# Pics/Spec of my AE86..........



## Simon Sideways (Sep 5, 2002)

It arrives next week, I cant wait !!!!

Here is the spec for you all and some pics


1986 AE86 Trueno Black Limited

AE101 4agze
Fujitsubo Exhaust
Stainless Steel manifold
Custom front mount intercooler
Apexi air filter
Lightweight flywheel
Cusco single clutch
TRD LSD
AE92 TRD front short stroke dampers and height adjustable legs
TRD rear short stroke dampers
Spring F 8kg , R 6kg
Pllow ball upper mounts
RCAs
Adj control arms
Tension rods
Traction brackets
Adj lateral rod
Zenki front lip
Aero mirrors
Bride full bucket driver seat
Six point roll cage
gold spin turn knob
Defi Link 60mm Boost,Water temp,. Oil Temp and Oil pressure
Defi 80mm Tachometer 
Defi link controller and display unit
Panasport C8R split rims 7.5 x 15 -1 offset
Falken 195/50/15 tyres
Project Mu D1 spec pads front and rear
Stainless brake hoses

Power 183ps at 5000rpm

Torque 166lbs/ft at 4000rpm














































Its still on standard ECU,cams and s/c pulleys. So there will be more power to come !!

But its good enough for now so I can learn drifting again !!

Hope you all like ! 

Cheers

Si


----------



## Alex Creasey (Jun 5, 2002)

Very nice Si!


----------



## wayner32 (Jun 5, 2004)

woot woo sexy.love them old ae86 !


----------



## skymania (May 28, 2004)

Very funky :smokin:

Made even before I was born too!


----------



## Spec*R* (May 15, 2004)

*HachiRoku*

Fantastic looking and brutal!!

I'm a big fan of HACHIROKU!!


----------



## knight (Mar 2, 2002)

Nice one Si, looks the dogs


----------



## tonigmr2 (Sep 12, 2002)

I've got a MK1 MR2 with that same engine in, very very tunable :smokin: 
Cheap to tweek too!
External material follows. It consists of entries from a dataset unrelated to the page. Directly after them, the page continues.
use std::collections::BTreeMap;

use eframe::egui::Color32;
use palette::{Hsl, IntoColor, Srgb};

// ---------------------------------------------------------------------------
// Color palette generator
// ---------------------------------------------------------------------------

/// Generates `n` visually distinct colours using evenly spaced hues.
pub fn generate_palette(n: usize) -> Vec<Color32> {
    if n == 0 {
        return Vec::new();
    }
    (0..n)
        .map(|i| {
            let hue = (i as f32 / n as f32) * 360.0;
            let hsl = Hsl::new(hue, 0.75, 0.55);
            let rgb: Srgb = hsl.into_color();
            Color32::from_rgb(
                (rgb.red * 255.0) as u8,
                (rgb.green * 255.0) as u8,
                (rgb.blue * 255.0) as u8,
            )
        })
        .collect()
}

// ---------------------------------------------------------------------------
// Categorical mapping: label → Color32
// ---------------------------------------------------------------------------

/// Maps category labels (country names, statuses) to distinct colours.
#[derive(Debug, Clone)]
pub struct CategoryColors {
    mapping: BTreeMap<String, Color32>,
    default_color: Color32,
}

impl CategoryColors {
    /// Build a colour map from an ordered label list.
    pub fn new<I, S>(labels: I) -> Self
    where
        I: IntoIterator<Item = S>,
        S: Into<String>,
    {
        let labels: Vec<String> = labels.into_iter().map(Into::into).collect();
        let palette = generate_palette(labels.len());
        let mapping: BTreeMap<String, Color32> =
            labels.into_iter().zip(palette).collect();

        CategoryColors {
            mapping,
            default_color: Color32::GRAY,
        }
    }

    /// Look up the colour for a label.
    pub fn color_for(&self, label: &str) -> Color32 {
        self.mapping
            .get(label)
            .copied()
            .unwrap_or(self.default_color)
    }
}

// ---------------------------------------------------------------------------
// Continuous maps
// ---------------------------------------------------------------------------

/// Sequential colormap for a value in `[0, 1]`: dark violet through orange
/// to pale yellow. Used for year-coloured scatter points and the map view.
pub fn sequential(t: f64) -> Color32 {
    let t = t.clamp(0.0, 1.0) as f32;
    // Sweep hue from violet (280°) down to yellow (50°), brightening as we go.
    let hue = 280.0 - 230.0 * t;
    let lightness = 0.25 + 0.5 * t;
    let hsl = Hsl::new(hue, 0.85, lightness);
    let rgb: Srgb = hsl.into_color();
    Color32::from_rgb(
        (rgb.red * 255.0) as u8,
        (rgb.green * 255.0) as u8,
        (rgb.blue * 255.0) as u8,
    )
}

/// Diverging colormap for a correlation in `[-1, 1]`: blue for negative,
/// white near zero, red for positive.
pub fn diverging(value: f64) -> Color32 {
    let v = value.clamp(-1.0, 1.0) as f32;
    if v < 0.0 {
        let s = -v;
        Color32::from_rgb(
            (255.0 * (1.0 - s) + 40.0 * s) as u8,
            (255.0 * (1.0 - s) + 90.0 * s) as u8,
            (255.0 * (1.0 - s) + 200.0 * s) as u8,
        )
    } else {
        let s = v;
        Color32::from_rgb(
            (255.0 * (1.0 - s) + 200.0 * s) as u8,
            (255.0 * (1.0 - s) + 40.0 * s) as u8,
            (255.0 * (1.0 - s) + 50.0 * s) as u8,
        )
    }
}

/// Normalize `value` into `[0, 1]` over `[min, max]`; 0.5 on a degenerate range.
pub fn normalize(value: f64, min: f64, max: f64) -> f64 {
    if max <= min {
        0.5
    } else {
        (value - min) / (max - min)
    }
}

#[cfg(test)]
mod tests {
    use super::*;

    #[test]
    fn palette_is_distinct() {
        let colors = generate_palette(12);
        assert_eq!(colors.len(), 12);
        for (i, a) in colors.iter().enumerate() {
            for b in &colors[i + 1..] {
                assert_ne!(a, b);
            }
        }
    }

    #[test]
    fn category_colors_fall_back_to_default() {
        let colors = CategoryColors::new(["Chad", "Peru"]);
        assert_ne!(colors.color_for("Chad"), colors.color_for("Peru"));
        assert_eq!(colors.color_for("Atlantis"), Color32::GRAY);
    }

    #[test]
    fn diverging_endpoints() {
        assert_eq!(diverging(0.0), Color32::from_rgb(255, 255, 255));
        assert_eq!(diverging(1.0), Color32::from_rgb(200, 40, 50));
        assert_eq!(diverging(-1.0), Color32::from_rgb(40, 90, 200));
    }

    #[test]
    fn normalize_handles_degenerate_range() {
        assert_eq!(normalize(5.0, 0.0, 10.0), 0.5);
        assert_eq!(normalize(3.0, 3.0, 3.0), 0.5);
    }
}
If you ever need an engine rebuild into something mental I can recommend a chap, LOL

Car looks incredibly cool, wouldn't mind one of those myself.
T
Going twincharged!


----------



## SkyJawa (Apr 28, 2004)

:smokin:


----------



## andreasgtr (Jul 2, 2003)

Uuuhh?!
Hachi´s got a turbo engine???
I always thought it is NA.


----------



## davewilkins (Jun 30, 2001)

Cool as :smokin: 
Your spec does not say what tubbie it has??


----------



## tim b (Jan 5, 2004)

That looks really really cool, I like it.  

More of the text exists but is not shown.